The synthesis of transuranium elements starts with a process called neutron capture, in which an atom captures one or more neutrons. This addition of neutrons increases the mass of the atom but does not change the atomic number.
03

Beta Decay

The atom, after gaining neutrons through neutron capture, undergoes a process called beta decay. In beta decay, a neutron is converted into a proton by emitting an electron (also known as a beta particle). This process increases the atomic number of the atom by 1, effectively creating a new element.
04

Repetition of Process

To synthesize transuranium elements with higher atomic numbers, the neutron capture and beta decay processes are repeated multiple times. Each repetition increases the atomic number of the synthesized element and gets us closer to the desired transuranium element.
05

Particle Accelerator

To speed up the synthesis process and create heavier transuranium elements, scientists use particle accelerators. These machines accelerate atomic nuclei to extremely high speeds and smash them into target nuclei.

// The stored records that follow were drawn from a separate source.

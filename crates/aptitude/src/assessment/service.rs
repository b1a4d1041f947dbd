use std::sync::atomic::{AtomicU64, Ordering};
use std::sync::Arc;

use serde::Serialize;
use tracing::info;

use super::error::AssessmentError;
use super::lead::{GateState, LeadEdit, LeadPolicy, LeadRecord};
use super::repository::{RepositoryError, SessionRepository};
use super::responses::ProgressView;
use super::scoring::ScoreProfile;
use super::session::{AssessmentSession, SessionId, SessionStatusView};
use super::taxonomy::{OptionSymbol, QuestionId, TaxonomyRegistry, TaxonomySummary};

/// Service composing the taxonomy registry, lead policy, and session storage.
pub struct AssessmentService<R> {
    registry: Arc<TaxonomyRegistry>,
    repository: Arc<R>,
    lead_policy: LeadPolicy,
}

static SESSION_SEQUENCE: AtomicU64 = AtomicU64::new(1);

fn next_session_id() -> SessionId {
    let id = SESSION_SEQUENCE.fetch_add(1, Ordering::Relaxed);
    SessionId(format!("sess-{id:06}"))
}

/// Lead form state returned after every edit.
#[derive(Debug, Clone, Serialize)]
pub struct LeadStatusView {
    pub session_id: SessionId,
    pub state: GateState,
    pub lead: LeadRecord,
}

impl<R> AssessmentService<R>
where
    R: SessionRepository + 'static,
{
    pub fn new(registry: Arc<TaxonomyRegistry>, repository: Arc<R>, lead_policy: LeadPolicy) -> Self {
        Self {
            registry,
            repository,
            lead_policy,
        }
    }

    pub fn registry(&self) -> &TaxonomyRegistry {
        &self.registry
    }

    pub fn catalogue(&self) -> Vec<TaxonomySummary> {
        self.registry.catalogue()
    }

    /// Open a session for `assessment_type`.
    pub fn start(&self, assessment_type: &str) -> Result<AssessmentSession, AssessmentServiceError> {
        let taxonomy = self
            .registry
            .get(assessment_type)
            .map_err(AssessmentError::from)?;
        let session = AssessmentSession::new(next_session_id(), taxonomy, self.lead_policy);

        let stored = self.repository.insert(session)?;
        info!(
            session_id = %stored.id().0,
            assessment_type = %stored.assessment_type(),
            "assessment session started"
        );
        Ok(stored)
    }

    pub fn record_answer(
        &self,
        session_id: &SessionId,
        question: QuestionId,
        option: OptionSymbol,
    ) -> Result<ProgressView, AssessmentServiceError> {
        let outcome = self.repository.modify(session_id, |session| {
            session
                .record(question, option)
                .map(|_| session.progress())
        })?;
        Ok(outcome?)
    }

    pub fn update_lead(
        &self,
        session_id: &SessionId,
        edit: LeadEdit,
    ) -> Result<LeadStatusView, AssessmentServiceError> {
        let outcome = self.repository.modify(session_id, |session| {
            session.update_lead(edit).map(|state| LeadStatusView {
                session_id: session_id.clone(),
                state,
                lead: session.lead().clone(),
            })
        })?;
        Ok(outcome?)
    }

    /// Score the session and release it through the lead gate.
    ///
    /// A rejected release still stores the refreshed validity map and gate state.
    pub fn submit(&self, session_id: &SessionId) -> Result<ScoreProfile, AssessmentServiceError> {
        let outcome = self
            .repository
            .modify(session_id, |session| session.submit())?;
        Ok(outcome?)
    }

    pub fn status(&self, session_id: &SessionId) -> Result<SessionStatusView, AssessmentServiceError> {
        Ok(self.load(session_id)?.status_view())
    }

    /// Released profile, or `None` while the session is still gated.
    pub fn profile(
        &self,
        session_id: &SessionId,
    ) -> Result<Option<ScoreProfile>, AssessmentServiceError> {
        Ok(self.load(session_id)?.get_profile().cloned())
    }

    /// Discard a session and everything it collected.
    pub fn abandon(&self, session_id: &SessionId) -> Result<(), AssessmentServiceError> {
        self.repository.remove(session_id)?;
        info!(session_id = %session_id.0, "assessment session abandoned");
        Ok(())
    }

    fn load(&self, session_id: &SessionId) -> Result<AssessmentSession, AssessmentServiceError> {
        let session = self
            .repository
            .fetch(session_id)?
            .ok_or(RepositoryError::NotFound)?;
        Ok(session)
    }
}

/// Error raised by the assessment service.
#[derive(Debug, thiserror::Error)]
pub enum AssessmentServiceError {
    #[error(transparent)]
    Assessment(#[from] AssessmentError),
    #[error(transparent)]
    Repository(#[from] RepositoryError),
}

The collision can result in the creation of new elements, including transuranium elements.
06

Challenges in Synthesis

The synthesis of transuranium elements can be challenging due to short half-lives and instability. Many of these elements decay very quickly, which makes their detection and characterization difficult. Researchers continue to investigate new ways to create and study these elements in hope of gaining a better understanding of their properties and potential applications.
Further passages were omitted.